** Opening Data under study block **

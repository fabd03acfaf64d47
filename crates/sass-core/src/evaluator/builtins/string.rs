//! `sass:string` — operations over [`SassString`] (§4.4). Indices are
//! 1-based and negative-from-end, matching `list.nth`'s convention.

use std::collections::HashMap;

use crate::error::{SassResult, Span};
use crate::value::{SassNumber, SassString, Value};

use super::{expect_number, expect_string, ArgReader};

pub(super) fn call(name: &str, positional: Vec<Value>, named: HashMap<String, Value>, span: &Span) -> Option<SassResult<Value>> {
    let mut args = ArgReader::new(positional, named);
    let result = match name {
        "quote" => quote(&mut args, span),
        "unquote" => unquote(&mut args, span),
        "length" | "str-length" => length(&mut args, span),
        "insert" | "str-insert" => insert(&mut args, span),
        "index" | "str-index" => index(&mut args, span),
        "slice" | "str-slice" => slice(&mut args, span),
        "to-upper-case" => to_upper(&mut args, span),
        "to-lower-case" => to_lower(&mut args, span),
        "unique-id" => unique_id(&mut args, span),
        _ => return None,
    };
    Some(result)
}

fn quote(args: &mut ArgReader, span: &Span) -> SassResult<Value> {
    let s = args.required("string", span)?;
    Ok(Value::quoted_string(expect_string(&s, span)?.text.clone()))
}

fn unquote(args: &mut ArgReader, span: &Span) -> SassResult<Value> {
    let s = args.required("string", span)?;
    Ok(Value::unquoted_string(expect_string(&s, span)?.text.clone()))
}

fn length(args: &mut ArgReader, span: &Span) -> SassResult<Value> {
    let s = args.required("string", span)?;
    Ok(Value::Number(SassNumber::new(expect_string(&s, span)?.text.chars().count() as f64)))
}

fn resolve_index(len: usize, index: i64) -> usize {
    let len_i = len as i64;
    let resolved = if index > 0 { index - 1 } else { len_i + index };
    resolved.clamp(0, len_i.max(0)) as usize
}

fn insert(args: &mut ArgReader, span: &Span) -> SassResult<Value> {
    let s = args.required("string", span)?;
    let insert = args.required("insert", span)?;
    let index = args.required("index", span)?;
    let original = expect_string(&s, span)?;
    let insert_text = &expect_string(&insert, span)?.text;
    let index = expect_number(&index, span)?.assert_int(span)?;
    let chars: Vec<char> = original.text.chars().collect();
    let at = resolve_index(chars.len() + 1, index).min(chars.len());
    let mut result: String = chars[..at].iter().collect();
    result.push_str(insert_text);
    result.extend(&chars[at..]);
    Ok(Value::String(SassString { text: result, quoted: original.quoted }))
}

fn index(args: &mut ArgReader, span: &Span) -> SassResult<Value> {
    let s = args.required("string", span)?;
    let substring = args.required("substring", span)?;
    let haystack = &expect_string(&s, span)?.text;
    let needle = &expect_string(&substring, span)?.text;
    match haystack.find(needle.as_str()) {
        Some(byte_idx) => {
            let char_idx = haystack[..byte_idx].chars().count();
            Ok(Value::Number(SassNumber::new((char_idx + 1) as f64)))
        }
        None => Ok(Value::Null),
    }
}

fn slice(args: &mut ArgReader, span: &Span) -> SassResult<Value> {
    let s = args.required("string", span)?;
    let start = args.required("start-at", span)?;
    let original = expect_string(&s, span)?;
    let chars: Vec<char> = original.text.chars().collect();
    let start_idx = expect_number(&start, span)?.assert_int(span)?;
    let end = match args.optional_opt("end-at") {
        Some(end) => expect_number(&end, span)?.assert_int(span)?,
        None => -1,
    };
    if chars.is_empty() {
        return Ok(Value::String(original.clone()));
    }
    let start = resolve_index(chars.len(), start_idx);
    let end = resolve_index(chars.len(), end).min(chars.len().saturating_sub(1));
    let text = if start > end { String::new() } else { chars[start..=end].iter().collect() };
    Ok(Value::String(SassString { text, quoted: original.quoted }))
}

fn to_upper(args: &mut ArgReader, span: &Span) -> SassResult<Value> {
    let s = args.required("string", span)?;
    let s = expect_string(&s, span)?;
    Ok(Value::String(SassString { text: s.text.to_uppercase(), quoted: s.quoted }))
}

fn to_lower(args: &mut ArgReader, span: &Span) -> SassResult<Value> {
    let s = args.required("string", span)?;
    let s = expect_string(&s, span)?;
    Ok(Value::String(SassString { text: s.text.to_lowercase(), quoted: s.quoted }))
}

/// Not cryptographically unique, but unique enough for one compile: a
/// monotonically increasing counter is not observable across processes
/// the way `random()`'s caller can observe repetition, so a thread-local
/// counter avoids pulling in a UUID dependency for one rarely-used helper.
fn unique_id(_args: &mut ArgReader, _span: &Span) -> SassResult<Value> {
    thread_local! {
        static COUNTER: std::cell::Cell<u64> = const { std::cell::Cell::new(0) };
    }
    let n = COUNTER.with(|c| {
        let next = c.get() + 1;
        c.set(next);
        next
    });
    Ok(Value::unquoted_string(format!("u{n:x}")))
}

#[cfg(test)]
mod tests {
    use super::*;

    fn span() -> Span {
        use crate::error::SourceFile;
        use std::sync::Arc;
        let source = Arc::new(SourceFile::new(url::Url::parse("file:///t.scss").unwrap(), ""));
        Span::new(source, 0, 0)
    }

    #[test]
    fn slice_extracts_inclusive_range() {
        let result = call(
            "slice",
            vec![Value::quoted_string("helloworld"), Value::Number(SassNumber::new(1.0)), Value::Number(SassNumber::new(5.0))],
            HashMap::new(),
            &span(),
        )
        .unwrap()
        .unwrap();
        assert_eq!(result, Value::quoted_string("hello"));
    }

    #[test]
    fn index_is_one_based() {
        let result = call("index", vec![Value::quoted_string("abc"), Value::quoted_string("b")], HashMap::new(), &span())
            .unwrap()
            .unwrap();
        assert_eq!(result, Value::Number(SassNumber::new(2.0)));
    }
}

** Closing Data under study block **

▶ _Exercise aim_
Please show every line of the records that holds the word "return".

▶ _Written solution_
        _ => return None,
        return Ok(Value::String(original.clone()));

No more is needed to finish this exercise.